Work order: Return, from the data that follows, each line that holds the word "TrainSettings".

Dataset records:
►

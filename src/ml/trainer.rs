// ============================================================
// Layer 5 — Training Loop
// ============================================================
// Step-driven fine-tuning with AdamW and a warmup + linear
// decay schedule. Training stops after exactly
// `num_train_steps` optimiser updates, re-shuffling the data
// at the start of every pass.
//
// Per step:
//   loss  = L_intent + L_topic + L_ability
//   grads = backward(loss), clipped to global norm 1.0
//   θ     = AdamW(θ, grads, lr_at(step))
//
// A checkpoint is written every `save_checkpoints_steps` steps
// and once more at the end if the last step was not on the
// boundary.
//
// Reference: Burn Book §5, Loshchilov & Hutter (2019) AdamW

use anyhow::{bail, Result};
use burn::{
    data::dataloader::DataLoaderBuilder,
    grad_clipping::GradientClippingConfig,
    optim::{AdamWConfig, GradientsParams, Optimizer},
    prelude::*,
    tensor::backend::AutodiffBackend,
};

use crate::data::{
    batcher::{ClassifierBatch, ClassifierBatcher},
    dataset::{Feature, FeatureDataset},
};
use crate::infra::checkpoint::CheckpointManager;
use crate::infra::metrics::{MetricsLogger, PassMetrics};
use crate::ml::model::IntentClassifier;
use crate::ml::schedule::WarmupLinearDecay;

const LOG_EVERY_STEPS: usize = 100;

#[derive(Debug, Clone)]
pub struct TrainSettings {
    pub batch_size:             usize,
    pub schedule:               WarmupLinearDecay,
    pub save_checkpoints_steps: usize,
    pub seed:                   u64,
}

#[derive(Debug, Clone, PartialEq)]
pub struct TrainSummary {
    pub global_step:  usize,
    pub passes:       usize,
    pub final_loss:   f64,
}

pub fn run_training<B: AutodiffBackend>(
    mut model:    IntentClassifier<B>,
    dataset:      FeatureDataset,
    settings:     &TrainSettings,
    ckpt_manager: &CheckpointManager,
    metrics:      &MetricsLogger,
    device:       &B::Device,
) -> Result<(IntentClassifier<B>, TrainSummary)> {
    let total_steps = settings.schedule.total_steps();
    if total_steps == 0 {
        bail!(
            "Nothing to train: {} examples at batch size {} give 0 training steps",
            dataset.feature_count(), settings.batch_size,
        );
    }

    tracing::info!("***** Running training *****");
    tracing::info!("  Num examples = {}", dataset.feature_count());
    tracing::info!("  Batch size = {}", settings.batch_size);
    tracing::info!("  Num steps = {}", total_steps);
    tracing::info!("  Warmup steps = {}", settings.schedule.warmup_steps());

    // ── AdamW optimiser ───────────────────────────────────────────────────────
    // β1 = 0.9, β2 = 0.999, ε = 1e-6, weight decay 0.01
    let mut optim = AdamWConfig::new()
        .with_beta_1(0.9)
        .with_beta_2(0.999)
        .with_epsilon(1e-6)
        .with_weight_decay(0.01)
        .with_grad_clipping(Some(GradientClippingConfig::Norm(1.0)))
        .init();

    let loader = DataLoaderBuilder::<B, Feature, ClassifierBatch<B>>::new(ClassifierBatcher::new())
        .batch_size(settings.batch_size)
        .shuffle(settings.seed)
        .num_workers(1)
        .set_device(device.clone())
        .build(dataset);

    let save_every     = settings.save_checkpoints_steps.max(1);
    let mut step       = 0usize;
    let mut passes     = 0usize;
    let mut last_saved = None;
    let mut final_loss = f64::NAN;

    // ── Step loop ─────────────────────────────────────────────────────────────
    while step < total_steps {
        passes += 1;
        let mut loss_sum = 0.0f64;
        let mut batches  = 0usize;
        let mut lr       = 0.0f64;

        for batch in loader.iter() {
            if step >= total_steps {
                break;
            }

            let (loss, _) = model.forward_loss(&batch);
            let loss_val: f64 = loss.clone().into_scalar().elem::<f64>();
            if !loss_val.is_finite() {
                bail!("Loss became {loss_val} at step {step}");
            }
            loss_sum += loss_val;
            batches  += 1;

            lr = settings.schedule.lr_at(step);
            let grads = GradientsParams::from_grads(loss.backward(), &model);
            model = optim.step(lr, model, grads);
            step += 1;

            if step % LOG_EVERY_STEPS == 0 {
                tracing::info!("step {:>6}/{} | loss={:.4} | lr={:.3e}", step, total_steps, loss_val, lr);
            }
            if step % save_every == 0 {
                ckpt_manager.save_model(&model, step)?;
                last_saved = Some(step);
            }
        }

        if batches == 0 {
            bail!("Training data loader produced no batches");
        }

        final_loss = loss_sum / batches as f64;
        metrics.log(&PassMetrics::new(passes, step, final_loss, lr))?;
        tracing::info!("Pass {} | step {} | train_loss={:.4}", passes, step, final_loss);
    }

    if last_saved != Some(step) {
        ckpt_manager.save_model(&model, step)?;
    }

    tracing::info!("Training complete after {} steps; metrics in '{}'", step, metrics.csv_path().display());
    Ok((model, TrainSummary { global_step: step, passes, final_loss }))
}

◄

Solution for this problem:
pub struct TrainSettings {
    settings:     &TrainSettings,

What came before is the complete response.